Zoraki gülümsemeler ve hüzünlü gözlerle yemeğimizi bitirdik. Amber ve Simon'ın Mark'ın odasına gitmesine daha bir saatten fazla süre vardı, biz de artık alışkanlık haline gelmiş rutin adımlarla ana odaya geçtik.

Her zaman yaptığımız gibi köşemiz otururken Simon ve ben kitaplığa uğrayıp dün incelemeye başladığımız üç kitabı raftan çektik ve çoktan yerlerine yerleşmiş olan Amber ve Sam'e katıldık.

Amber konuşmanın ortasında diğer arkadaşlarıyla da vedalaşması gerektiğini hatırlatınca yanımızdan ayıldı. Üçümüzün aksine o daha sosyal birisiydi. Amber diğerlerinin yanına gittiğinde sessizliği bozan kişi şaşılacak bir şekilde Simon oldu.
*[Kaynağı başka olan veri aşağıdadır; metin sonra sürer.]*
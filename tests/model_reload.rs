//! Loading from disk, reload semantics and concurrent readers

use oneflow_backend::{
    BackendKind, ConfigError, ConfigValidator, ModelConfigDocument, ModelStateHandle,
};
use serde_json::json;
use std::io::Write;
use std::sync::Arc;
use std::thread;
use tempfile::NamedTempFile;

fn document(input_name: &str, xrt: &str) -> ModelConfigDocument {
    ModelConfigDocument::from_value(json!({
        "input": [{"name": input_name, "data_type": "TYPE_FP32", "dims": [-1, 3]}],
        "output": [{"name": "OUT", "data_type": "TYPE_FP32", "dims": [-1, 10]}],
        "parameters": {"xrt": {"string_value": xrt}}
    }))
}

#[test]
fn test_load_from_file() {
    let mut file = NamedTempFile::new().unwrap();
    write!(
        file,
        r#"{{
            "name": "resnet50_oneflow",
            "input": [{{"name": "INPUT_0", "data_type": "TYPE_FP32", "dims": [1, 3, 224, 224]}}],
            "output": [{{"name": "OUTPUT_0", "data_type": "TYPE_FP32", "dims": [1, 1000]}}]
        }}"#
    )
    .unwrap();

    let document = ModelConfigDocument::from_file(file.path()).unwrap();
    assert_eq!(document.model_name(), Some("resnet50_oneflow"));

    let handle = ModelStateHandle::load(&ConfigValidator::default(), &document).unwrap();
    let store = handle.current();
    assert_eq!(store.input_names(), ["INPUT_0"]);
    assert_eq!(store.output("OUTPUT_0").unwrap().shape, vec![1, 1000]);
}

#[test]
fn test_load_rejects_malformed_file() {
    let mut file = NamedTempFile::new().unwrap();
    write!(file, "input: [").unwrap();

    let err = ModelConfigDocument::from_file(file.path()).unwrap_err();
    assert!(matches!(err, ConfigError::Document(_)));
}

#[test]
fn test_reload_swaps_without_touching_old_snapshot() {
    let validator = ConfigValidator::default();
    let handle = ModelStateHandle::load(&validator, &document("A", "oneflow")).unwrap();

    let before = handle.current();
    let after = handle
        .reload(&validator, &document("B", "tensorrt"))
        .unwrap();

    // readers holding the old snapshot still see the old model
    assert_eq!(before.input_names(), ["A"]);
    assert_eq!(before.backend_kind(), BackendKind::OneFlow);

    assert_eq!(after.input_names(), ["B"]);
    assert_eq!(after.backend_kind(), BackendKind::TensorRt);
    assert!(Arc::ptr_eq(&after, &handle.current()));
}

#[test]
fn test_failed_reload_keeps_current_store() {
    let validator = ConfigValidator::default();
    let handle = ModelStateHandle::load(&validator, &document("A", "openvino")).unwrap();
    let before = handle.current();

    let broken = ModelConfigDocument::from_value(json!({
        "input": [{"name": "A", "data_type": "FP32", "dims": [1]}],
        "output": []
    }));
    let err = handle.reload(&validator, &broken).unwrap_err();
    assert!(matches!(err, ConfigError::Convention { .. }));

    assert!(Arc::ptr_eq(&before, &handle.current()));
}

#[test]
fn test_concurrent_readers_during_reload() {
    let validator = Arc::new(ConfigValidator::default());
    let handle = Arc::new(ModelStateHandle::load(&validator, &document("A", "oneflow")).unwrap());

    let readers: Vec<_> = (0..4)
        .map(|_| {
            let handle = Arc::clone(&handle);
            thread::spawn(move || {
                for _ in 0..200 {
                    let store = handle.current();
                    // every snapshot is internally consistent
                    let name = &store.input_names()[0];
                    assert!(store.input(name).is_some());
                    let expected = if name == "A" {
                        BackendKind::OneFlow
                    } else {
                        BackendKind::TensorRt
                    };
                    assert_eq!(store.backend_kind(), expected);
                }
            })
        })
        .collect();

    for _ in 0..20 {
        handle.reload(&validator, &document("B", "tensorrt")).unwrap();
        handle.reload(&validator, &document("A", "oneflow")).unwrap();
    }

    for reader in readers {
        reader.join().unwrap();
    }
}
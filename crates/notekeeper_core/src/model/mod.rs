//! Domain model for notes.
//!
//! # Responsibility
//! - Define canonical data structures used by core business logic.
//! - Own field-level validation rules shared by service and HTTP layers.
//!
//! # Invariants
//! - Every note is identified by a stable `NoteId`.
//! - Deletion is a hard delete; there are no tombstones.

pub mod note;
''Biz gittiğimizde, arkadaş edinin tamam mı? Yoksa sizinle uğraşmaya başlarlar. Ayrıca sakın kendinizi bırakmayın. Güçlü olmak zorundasınız.'' doğrudan gözlerimin içine bakıyordu Bu cümlenin alt satırlarını oldukça rahat bir şekilde okuyabiliyordum. ''Ben gittiğimde, sakın kendini kaybetme.''

Sam her ne kadar bana beni suçlamadığını söylemiş olsa da kazadan sonra asla eskisi kadar yakın olamadık. Her zaman aramızda onun örmekten benim yıkmaya çalışmaktan vazgeçmediğim bir duvar vardı. Aslında onu suçlamıyordum. Nasıl suçlayabilirdim ki? Bana kızgın olmakta oldukça haklıydı.

Saat dokuza vurduğunda Amber yaklaşık on dakikadır bizimleydi. İkisi ayağa kalktı ve iki tarafta ne yapacağını bilemez halde salonun köşesinde dikildi. Hiç kimse bir birine veda etmek istemiyordu. Sonra Sam Amber'a doğru bir hamle yaptı ve ikisi de kardeşmişçesine sarıldılar. O an Amber'a olan kıskançlığım hat safalardaydı. Fakat hala başımdan gitmemiş olan şeytani ses kıskançlığımı bastırdı. Olanlar senin eserin o yüzden kapa çeneni.

Bakışlarımı yerden Simon'a çevirdim ve belki son kez hiçbir şey düşünmeden bedenimi onun kollarının arasına bıraktım. Bütün ağırlığımı bir anda kaldırmaya çalıştığı için hafifçe yalpaladı ama geri toparlandığında bana sımsıkı sarıldığını hissedebiliyordum. Yüzümü göğsüne gömünce ceketinin fermuarı her zaman olduğu gibi yüzümü çizdi. Bu bana çatıda ilk sarıldığı anı hatırlattı, perişanken hiçbir şeyin farkında değilken.

Omuzlarımdan tutup beni kendinden ayırdı. ''Claire, sana söylemem gereken bir şey var. Bunu söylemem neden bu kadar uzun sürdü bilmiyorum ama gitmeden önce söylemeliyim. Bilmeye fazlasıyla hakkın var.''

Ceketinin cebini bir iki saniyeliğine kurcalayıp bir kart çıkardı. Avucumda tüy kadar hafif kardın diğer yüzünü çevirdiğimde bunun eski bir fotoğraf olduğunu anladım. Fotoğrafı gördüğüm anda tanımıştım ve gözlerimin dolmasına engel olamadım.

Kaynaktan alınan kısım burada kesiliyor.